Paul Jacob Bhatti is a Pakistani politician and surgeon. He is the former federal minister in charge of National Harmony and Minorities Affairs.
He served as a minister in the government of then President of Pakistan Asif Ali Zardari.

==Early life==
He obtained his basic degree of Doctor in Medicine, and Surgery (MD) from the University of Padua in Italy. He also attended the Université catholique de Louvain in Belgium. He received his post-graduation eq: FRCS from the University of Padua, and a Masters in Plastic and Cosmetic Surgery from the same university in 2008,

===Medical career===
He has been working as a surgeon in various hospitals of, Belgium, Netherlands, United Kingdom, France, Pakistan and currently Italy.

==Politics==
Bhatti worked very closely with his late brother Shahbaz Bhatti to uplift the marginalized and oppressed sectors of the society. He is committed to promote religious freedom, human equality and social justice. He was the main advisor and financial supporter to Shahbaz Bhatti with his fight against injustices in Pakistan.

After the assassination of his brother Shahbaz Bhatti, he was offered a portfolio of Federal ministry of his brother and was elected Chairman of the All Pakistan Minorities Alliance, a movement founded by his late brother. He established the welfare organisations Shahbaz Bhatti Memorial Trust (SBMT) in Pakistan and Missione Shahbaz Bhatti (MSB) in Italy to continue the vision and the mission of his brother who was assassinated on 2 March 2012 by an extremist group in Islamabad, Pakistan. The SBMT was officially inaugurated by the President of Pakistan, Asif Ali Zardari.

"During his position of Minister he has visited several countries of the world where he was welcomed and appreciated for his courageous work by head of states, political and religious leaders, human social activist from Canada, US, UK, Germany, France, S.Korea, Spain, Hungary, Poland, Middle East and Asia. He held several seminars on Human Equality and religious persecution. In particularly he raised his voice in United Nations, EU Parliament, UK House of Commons to support innocent Victims of violence. He helped to build welfare institutions, hospitals, schools, training centers (for job opportunities). He always lauded religious freedom as a symbol of basic human right and dignity. He voiced a message of freedom and democracy in area where basic human rights are very frequently violated".

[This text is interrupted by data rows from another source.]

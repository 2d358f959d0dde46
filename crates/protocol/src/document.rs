use anyhow::{anyhow, Result};
use serde::de::DeserializeOwned;

/// Parses a data document that may be written as JSON or TOML.
///
/// JSON is tried first; TOML is converted to a JSON value so both formats
/// go through the same deserializer (and report the same field errors).
pub fn parse_document<T: DeserializeOwned>(bytes: &[u8]) -> Result<T> {
    let value: serde_json::Value = match serde_json::from_slice(bytes) {
        Ok(value) => value,
        Err(json_err) => {
            let utf8 = std::str::from_utf8(bytes).map_err(|err| anyhow!("{json_err}; {err}"))?;
            let toml_value: toml::Value = toml::from_str(utf8).map_err(|toml_err| {
                anyhow!("not valid JSON ({json_err}); TOML parse error: {toml_err}")
            })?;
            serde_json::to_value(toml_value)
                .map_err(|err| anyhow!("Failed to convert TOML document to JSON: {err}"))?
        }
    };
    serde_json::from_value(value).map_err(|err| anyhow!("{err}"))
}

In the course of his struggle, he supported and saved several innocent victims of violence and specially got involved in the protection of (Rimsha Masih blasphemy case) a girl of 14 years. Rimsha was falsely accused of blasphemy by an imam of the area, who later was detained on 1 September 2012, for desecrating the Quran himself and tampering with evidence.

On 22 October 2013, Bhatti with Canadian High Commissioner to Pakistan Greg Giokas inaugurated a new solar-powered irrigation plant-irrigation in the village of Khushpur in Punjab.

On 2 July 2014, Bhatti participated as Keynote Speaker at the event organised on the occasion of The United Nations International Day in Support of Victims of Torture and Other Cruel, Inhuman or Degrading Treatment or Punishment and To mark the beginning of the Italian Presidency of the European Union.